USTC/Repressor Evolution in Silico
From 2007.igem.org
Contents |
Introduction
Protein Design
Designing efficient proteins for a broad of different processes is of tremendous practical fun both in science and industry. [1]. Computational design is well concerned for its efficiency and convenience. Redesigning the protein-DNA complexes is so important that it is the first step concerned at the beginning of redesigning the active sites. Milestones have been reported[2-5]. Here we are trying to construct several artificial repressor-operator pairs to serve as the connecting wires of our system.
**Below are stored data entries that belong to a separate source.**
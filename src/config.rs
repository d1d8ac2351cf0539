use crate::error::{ChartBumpError, Result};

/// Chart descriptor basenames, matched case-sensitively.
pub const CHART_FILE_NAMES: &[&str] = &["Chart.yaml", "Chart.yml"];

/// Helmfile descriptor basenames, matched case-sensitively.
pub const HELMFILE_FILE_NAMES: &[&str] = &["helmfile.yaml", "helmfile.yml"];

pub const DEFAULT_BASE_BRANCH: &str = "master";
pub const DEFAULT_TITLE_MARKER: &str = "[chartbump]";
pub const DEFAULT_API_URL: &str = "https://api.github.com";

const BOT_NAME: &str = "github-actions[bot]";
const BOT_EMAIL: &str = "41898282+github-actions[bot]@users.noreply.github.com";

/// Author and committer recorded on every remote commit.
#[derive(Debug, Clone, PartialEq, Eq)]
pub struct BotIdentity {
    pub name: String,
    pub email: String,
}

impl Default for BotIdentity {
    fn default() -> Self {
        Self {
            name: BOT_NAME.to_string(),
            email: BOT_EMAIL.to_string(),
        }
    }
}

/// Fixed values the publish driver needs; built once per run.
#[derive(Debug, Clone)]
pub struct PublishConfig {
    pub base_branch: String,
    pub title_marker: String,
    pub identity: BotIdentity,
    /// Force-move an already existing update branch to the base tip instead of failing.
    pub reset_existing_branch: bool,
}

impl PublishConfig {
    pub fn new(base_branch: impl Into<String>) -> Self {
        Self {
            base_branch: base_branch.into(),
            title_marker: DEFAULT_TITLE_MARKER.to_string(),
            identity: BotIdentity::default(),
            reset_existing_branch: false,
        }
    }

    pub fn with_reset_existing_branch(mut self, reset: bool) -> Self {
        self.reset_existing_branch = reset;
        self
    }
}

impl Default for PublishConfig {
    fn default() -> Self {
        Self::new(DEFAULT_BASE_BRANCH)
    }
}

/// What to bump and where to look for it.
#[derive(Debug, Clone, PartialEq, Eq)]
pub struct UpdateRequest {
    pub dependency: String,
    pub version: String,
    /// Keeps only top-level directories whose name starts with this value; empty keeps all.
    pub prefix: String,
    /// Restricts the run to one exact top-level directory.
    pub directory: Option<String>,
    pub recursive: bool,
}

impl UpdateRequest {
    pub fn new(dependency: impl Into<String>, version: impl Into<String>) -> Self {
        Self {
            dependency: dependency.into(),
            version: version.into(),
            prefix: String::new(),
            directory: None,
            recursive: false,
        }
    }

    pub fn with_prefix(mut self, prefix: impl Into<String>) -> Self {
        self.prefix = prefix.into();
        self
    }

    pub fn with_directory(mut self, directory: Option<String>) -> Self {
        self.directory = directory.filter(|d| !d.trim().is_empty());
        self
    }

    pub fn with_recursive(mut self, recursive: bool) -> Self {
        self.recursive = recursive;
        self
    }

    /// Rejects blank names and versions before any filesystem or remote work.
    pub fn validate(&self) -> Result<()> {
        if self.dependency.trim().is_empty() {
            return Err(ChartBumpError::InputValidation(
                "dependency name is required".to_string(),
            ));
        }

        if self.version.trim().is_empty() {
            return Err(ChartBumpError::InputValidation(
                "target version is required".to_string(),
            ));
        }

        if let Some(directory) = &self.directory {
            if directory.contains('/') || directory.contains('\\') || directory == ".." {
                return Err(ChartBumpError::InputValidation(format!(
                    "directory '{directory}' must be a single top-level directory name"
                )));
            }
        }

        Ok(())
    }

    /// The scope embedded in branch names: the explicit directory, else a non-empty prefix.
    pub fn scope(&self) -> Option<&str> {
        self.directory
            .as_deref()
            .or_else(|| (!self.prefix.is_empty()).then_some(self.prefix.as_str()))
    }
}

#[cfg(test)]
mod tests {
    use super::*;

    #[test]
    fn rejects_blank_dependency() {
        let err = UpdateRequest::new("  ", "1.0.0").validate().unwrap_err();
        assert!(matches!(err, ChartBumpError::InputValidation(_)));
    }

    #[test]
    fn rejects_blank_version() {
        assert!(UpdateRequest::new("db", "").validate().is_err());
    }

    #[test]
    fn rejects_nested_directory() {
        let request = UpdateRequest::new("db", "1.0.0").with_directory(Some("a/b".to_string()));
        assert!(request.validate().is_err());
    }

    #[test]
    fn scope_prefers_directory_over_prefix() {
        let request = UpdateRequest::new("db", "1.0.0")
            .with_prefix("svc")
            .with_directory(Some("svc-api".to_string()));
        assert_eq!(request.scope(), Some("svc-api"));

        let request = UpdateRequest::new("db", "1.0.0").with_prefix("svc");
        assert_eq!(request.scope(), Some("svc"));

        assert_eq!(UpdateRequest::new("db", "1.0.0").scope(), None);
    }

    #[test]
    fn blank_directory_is_ignored() {
        let request = UpdateRequest::new("db", "1.0.0").with_directory(Some(" ".to_string()));
        assert!(request.directory.is_none());
    }

    #[test]
    fn default_publish_config_uses_bot_identity() {
        let config = PublishConfig::default();
        assert_eq!(config.base_branch, "master");
        assert_eq!(config.identity.name, "github-actions[bot]");
        assert!(!config.reset_existing_branch);
    }
}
There are several steps in protein design[6]. Firstly, generate a random structure with random sequence. Secondly, optimize the structure of the side-chains for each random sequence. Thirdly, give each random sequence a score and select the sequence with the best score. In almost all the conditions, sequence candidates is countless. There will be 2020 candidates if we redesign 20 positions. Therefore, great efforts have been made to reduce the computation complexity[1,7-14], for example, using rotamer representing several discrete conformation, to work out the status of sidechains, employing pair-wise energy function to score the sequence, searching with Monte Carlo, Genetic Algorithm and etc. Another key here is the score function. Up till now, no efficient method in silico has been given to examine the computational design results. One way to examine them is to express the sequences designed in practical experiments.
Lac Repressor
The lac repressor is a DNA-binding protein which inhibits the expression of genes coding for proteins involved in the metabolism of lactose in bacteria[15]. There are three distinct regions in the protein. The headpiece, a fragment contains approximately 51 amino acids from its N-terminal together with a helix-turn-helix motif, is the only region that serves to bind DNA. Figure 1 shows the NMR structure of the complex with two headpieces of the lac repressor and its nature operator[16]. A series of experiments have shown that the mutation on the 7th, 9th site of the operator can sharply reduce the stability of the complex[15-17]. Figure 2 shows the structure of DNA sequence on site 7,8,9 and the residues related to them. From this structure, we come to know that Residue 17 and 18, which are YQ in native repressor sequence, take charge in recognizing the specific DNA sequence. The binding specificity may be adapted by changing the two positions.
As to the wires exempt from interference, the binding specificity is highly required for the repressor-operator pairs. It is reported that the mutated repressor with VA at Position 17,18 can bind to the transitionally mutated operator on Site 7 [18]. Transversion might lead to changes too big for us to rebuild the DNA structure according to the native structure, thus, no mutated lac repressor can bind to it. Therefore, only transition mutation made on the DNA, and the structure was built manually according to native structure and then optimized with gromos96, 43a1 forcefield. In this way, we have obtained four DNA structures. Furthermore, we aims at accomplish in the near future redesigning the recognition region of the repressor for specific bindings to the operator DNA.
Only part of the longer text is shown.